Exercise requirements - Scan the records for the string "EnvFilter", then copy each line that has it.

◆ ◆ ◆ ◆ ◆ ◆ ◆

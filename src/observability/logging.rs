use std::path::Path;

use tracing_subscriber::{fmt, prelude::*, EnvFilter};

/// Initializes console logging, plus rolling JSON file logging when a log
/// directory is configured.
pub fn init_logging(log_dir: Option<&Path>) {
    // Respect RUST_LOG if set; otherwise default to verbose for our crate.
    let env_filter = EnvFilter::try_from_default_env()
        .unwrap_or_else(|_| EnvFilter::new("marquee_scraper=debug,info"));

    let console_layer = fmt::layer().with_target(true).with_writer(std::io::stdout);

    match log_dir {
        Some(dir) => {
            let _ = std::fs::create_dir_all(dir);
            let file_appender = tracing_appender::rolling::daily(dir, "marquee.log");
            let (non_blocking_writer, guard) = tracing_appender::non_blocking(file_appender);
            let file_layer = fmt::layer().json().with_writer(non_blocking_writer);

            tracing_subscriber::registry()
                .with(env_filter)
                .with(console_layer)
                .with(file_layer)
                .init();

            // The guard must outlive the process so logs flush on exit.
            std::mem::forget(guard);
        }
        None => {
            tracing_subscriber::registry()
                .with(env_filter)
                .with(console_layer)
                .init();
        }
    }
}
pub mod factory;
mod local_file;
mod showtimes_api;
mod whats_on_page;

pub use local_file::LocalFileSource;
pub use showtimes_api::ShowtimesApiSource;
pub use whats_on_page::WhatsOnPageSource;

use crate::common::error::Result;
use crate::domain::SourceDocument;

/// One way of obtaining the day's raw schedule document. Sources own all
/// I/O concerns (timeouts, credentials, retries); the pipeline only ever
/// sees a document or an error.
#[async_trait::async_trait]
pub trait ScheduleSource: Send + Sync {
    /// Short identifier used in config, the CLI and the snapshot `source`
    /// field.
    fn source_name(&self) -> &'static str;

    async fn fetch_document(&self) -> Result<SourceDocument>;
}
use std::path::PathBuf;

use async_trait::async_trait;
use tracing::debug;

use super::ScheduleSource;
use crate::common::constants::LOCAL_FILE_SOURCE;
use crate::common::error::Result;
use crate::domain::SourceDocument;

/// Reads a saved document from disk, for debugging and offline runs.
pub struct LocalFileSource {
    path: PathBuf,
}

impl LocalFileSource {
    pub fn new(path: PathBuf) -> Self {
        Self { path }
    }
}

#[async_trait]
impl ScheduleSource for LocalFileSource {
    fn source_name(&self) -> &'static str {
        LOCAL_FILE_SOURCE
    }

    async fn fetch_document(&self) -> Result<SourceDocument> {
        let body = tokio::fs::read_to_string(&self.path).await?;
        let is_markup = matches!(
            self.path.extension().and_then(|ext| ext.to_str()),
            Some("html") | Some("htm")
        ) || body.trim_start().starts_with('<');
        debug!(path = %self.path.display(), is_markup, "read local document");
        Ok(if is_markup {
            SourceDocument::Markup(body)
        } else {
            SourceDocument::Text(body)
        })
    }
}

◆ ◆ ◆ ◆ ◆ ◆ ◆

Completed task -
use tracing_subscriber::{fmt, prelude::*, EnvFilter};
    let env_filter = EnvFilter::try_from_default_env()
        .unwrap_or_else(|_| EnvFilter::new("marquee_scraper=debug,info"));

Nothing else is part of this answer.